“Subsidiary” means, with respect to a Party, any corporation, limited liability company, partnership, association, trust or other entity the accounts of which would be consolidated with those of such Party in such entity’s consolidated financial statements if such financial statements were prepared in accordance with GAAP, as well as any other corporation, limited liability company, partnership, association, trust or other entity of which securities or other ownership interests representing more than 50% of the equity or more than 50% of the ordinary voting power (or, in the case of a partnership, more than 50% of the general partnership interests) are, as of such date, owned by such Party or one or more Subsidiaries of such Party.
“Tax” or “Taxes” means (i) any or all federal, state, local or foreign taxes or other assessments in the nature of taxes imposed by a Taxing Authority, including all net income, gross receipts, capital, sales, use, ad valorem, value added, transfer, franchise, profits, inventory, capital stock, withholding, payroll, employment, social security, unemployment, excise, severance, stamp, occupation, property and estimated taxes, and (ii) any or all interest, penalties or additions to tax imposed by any Taxing Authority in connection with any item described in clause (i).

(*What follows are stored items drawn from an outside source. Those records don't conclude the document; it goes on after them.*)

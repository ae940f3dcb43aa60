// src/fs/mod.rs

use std::fmt::Debug;
use std::fs;
use std::path::Path;

use chrono::{DateTime, Utc};

pub mod mock;

/// Abstract view of the data-artifact filesystem.
///
/// Data dependencies only ever need two questions answered: does the
/// artifact exist, and when was it last modified. Production code uses
/// [`RealArtifactStore`]; tests use [`mock::MockArtifactStore`] to control
/// artifact presence and age without touching disk.
pub trait ArtifactStore: Debug {
    fn exists(&self, path: &Path) -> bool;

    /// Last modification time, or `None` if the artifact is missing or
    /// its metadata is unreadable.
    fn modified(&self, path: &Path) -> Option<DateTime<Utc>>;
}

/// Implementation that uses `std::fs`.
#[derive(Debug, Clone, Default)]
pub struct RealArtifactStore;

impl ArtifactStore for RealArtifactStore {
    fn exists(&self, path: &Path) -> bool {
        path.exists()
    }

    fn modified(&self, path: &Path) -> Option<DateTime<Utc>> {
        let mtime = fs::metadata(path).ok()?.modified().ok()?;
        Some(DateTime::<Utc>::from(mtime))
    }
}
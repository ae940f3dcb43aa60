// src/sched/mock.rs

use std::collections::{BTreeMap, HashMap, VecDeque};
use std::sync::{Arc, Mutex};

use super::{PollStatus, SchedulerAdapter};
use crate::errors::{CycleflowError, Result};

/// One recorded submission.
#[derive(Debug, Clone)]
pub struct SubmittedJob {
    pub job_id: String,
    pub command: String,
    pub properties: BTreeMap<String, String>,
    pub environment: BTreeMap<String, String>,
}

#[derive(Debug, Default)]
struct Inner {
    next_id: u64,
    submitted: Vec<SubmittedJob>,
    cancelled: Vec<String>,
    /// Scripted poll results per job id, consumed front to back. Once a
    /// script is exhausted its last result keeps repeating.
    scripts: HashMap<String, VecDeque<PollStatus>>,
    last_result: HashMap<String, PollStatus>,
    /// Default script applied to every newly submitted job.
    default_script: Vec<PollStatus>,
    fail_submit: bool,
    fail_poll: bool,
}

/// Scripted in-memory scheduler for tests.
///
/// Poll behaviour is driven by per-job scripts: each call to `poll`
/// consumes the next scripted status. With no script, jobs report
/// `QUEUED` forever. Cloning yields a handle onto the same recorded
/// state, so a test can keep a handle while the registry owns another.
#[derive(Debug, Clone, Default)]
pub struct MockScheduler {
    inner: Arc<Mutex<Inner>>,
}

impl MockScheduler {
    pub fn new() -> Self {
        Self::default()
    }

    /// Apply the given poll script to every job submitted from now on.
    pub fn script_all(&self, script: Vec<PollStatus>) {
        self.inner.lock().unwrap().default_script = script;
    }

    /// Override the poll script for one job id.
    pub fn script_job(&self, job_id: &str, script: Vec<PollStatus>) {
        let mut inner = self.inner.lock().unwrap();
        inner.scripts.insert(job_id.to_string(), script.into());
        inner.last_result.remove(job_id);
    }

    pub fn set_fail_submit(&self, fail: bool) {
        self.inner.lock().unwrap().fail_submit = fail;
    }

    pub fn set_fail_poll(&self, fail: bool) {
        self.inner.lock().unwrap().fail_poll = fail;
    }

    pub fn submitted(&self) -> Vec<SubmittedJob> {
        self.inner.lock().unwrap().submitted.clone()
    }

    pub fn submit_count(&self) -> usize {
        self.inner.lock().unwrap().submitted.len()
    }

    pub fn cancelled(&self) -> Vec<String> {
        self.inner.lock().unwrap().cancelled.clone()
    }
}

impl SchedulerAdapter for MockScheduler {
    fn submit(
        &self,
        command: &str,
        properties: &BTreeMap<String, String>,
        environment: &BTreeMap<String, String>,
    ) -> Result<String> {
        let mut inner = self.inner.lock().unwrap();
        if inner.fail_submit {
            return Err(CycleflowError::Scheduler(
                "mock scheduler rejected submission".to_string(),
            ));
        }

        inner.next_id += 1;
        let job_id = format!("job-{}", inner.next_id);
        inner.submitted.push(SubmittedJob {
            job_id: job_id.clone(),
            command: command.to_string(),
            properties: properties.clone(),
            environment: environment.clone(),
        });

        let script = inner.default_script.clone();
        if !script.is_empty() {
            inner.scripts.insert(job_id.clone(), script.into());
        }

        Ok(job_id)
    }

    fn poll(&self, job_id: &str) -> Result<PollStatus> {
        let mut inner = self.inner.lock().unwrap();
        if inner.fail_poll {
            return Err(CycleflowError::Scheduler(
                "mock scheduler poll failed".to_string(),
            ));
        }

        if let Some(script) = inner.scripts.get_mut(job_id) {
            if let Some(status) = script.pop_front() {
                inner.last_result.insert(job_id.to_string(), status);
                return Ok(status);
            }
        }

        if let Some(status) = inner.last_result.get(job_id) {
            return Ok(*status);
        }

        Ok(PollStatus::queued())
    }

    fn cancel(&self, job_id: &str) -> Result<()> {
        self.inner.lock().unwrap().cancelled.push(job_id.to_string());
        Ok(())
    }
}
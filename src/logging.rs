// src/logging.rs

//! Logging setup for `cycleflow` using `tracing` + `tracing-subscriber`.
//!
//! Priority for determining the log level:
//! 1. `--log-level` CLI flag (if provided)
//! 2. `CYCLEFLOW_LOG` environment variable (e.g. "info", "debug")
//! 3. default to `info`
//!
//! Logs are sent to STDERR so that stdout stays free for machine-readable
//! output (e.g. `check`).

use anyhow::Result;
use tracing_subscriber::fmt;

use crate::cli::LogLevel;

/// Initialise global logging subscriber.
///
/// Safe to call once at startup.
pub fn init_logging(cli_level: Option<LogLevel>) -> Result<()> {
    let level = match cli_level {
        Some(lvl) => level_from_log_level(lvl),
        None => std::env::var("CYCLEFLOW_LOG")
            .ok()
            .and_then(|s| parse_level_str(&s))
            .unwrap_or(tracing::Level::INFO),
    };

    fmt()
        .with_max_level(level)
        .with_target(true)
        .with_thread_ids(false)
        .with_thread_names(false)
        .with_writer(std::io::stderr)
        .init();

    Ok(())
}

fn level_from_log_level(lvl: LogLevel) -> tracing::Level {
    match lvl {
        LogLevel::Error => tracing::Level::ERROR,
        LogLevel::Warn => tracing::Level::WARN,
        LogLevel::Info => tracing::Level::INFO,
        LogLevel::Debug => tracing::Level::DEBUG,
        LogLevel::Trace => tracing::Level::TRACE,
    }
}

fn parse_level_str(s: &str) -> Option<tracing::Level> {
    match s.trim().to_lowercase().as_str() {
        "error" => Some(tracing::Level::ERROR),
        "warn" | "warning" => Some(tracing::Level::WARN),
        "info" => Some(tracing::Level::INFO),
        "debug" => Some(tracing::Level::DEBUG),
        "trace" => Some(tracing::Level::TRACE),
        _ => None,
    }
}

“Tax Returns” means, with respect to Taxes, any return, report, claim for refund, estimate, information return or statement, declaration of estimated Tax or other similar document filed or required to be filed with any Taxing Authority with respect to Taxes, including any schedule or attachment thereto and including any amendment thereof.
“Tax Sharing Agreement” means any agreement relating to the sharing, allocation or indemnification of Taxes or amounts in lieu of Taxes, or any similar Contract or arrangement, other than any Contract or arrangement entered into in the Ordinary Course of Business the purpose of which is not primarily related to Taxes.
“Taxing Authority” means any Governmental Authority responsible for the administration, assessment and collection of any Taxes.
“Technology” means all inventions, works, discoveries, innovations, know-how, information (including ideas, research and development, formulas, algorithms, compositions, processes and techniques, data, (including biological, chemical, pharmacological, toxicological, safety, pharmacokinetic, clinical, CMC, analytical, quality control, mechanical, software, electronic and other data and results of research, preclinical and non-clinical studies clinical trials and other testing) designs, drawings, specifications, customer and supplier lists, pricing and cost information, business and marketing plans and proposals, graphics, illustrations, artwork, documentation and manuals), databases, computer software, firmware, computer hardware, integrated circuits and integrated circuit masks, electronic, electrical and mechanical equipment, reagents, chemical and biological material, and all other forms of technology, including improvements, modifications, works in process, derivatives, or changes, whether tangible or intangible, embodied in any form, and all documents and other materials recording any of the foregoing.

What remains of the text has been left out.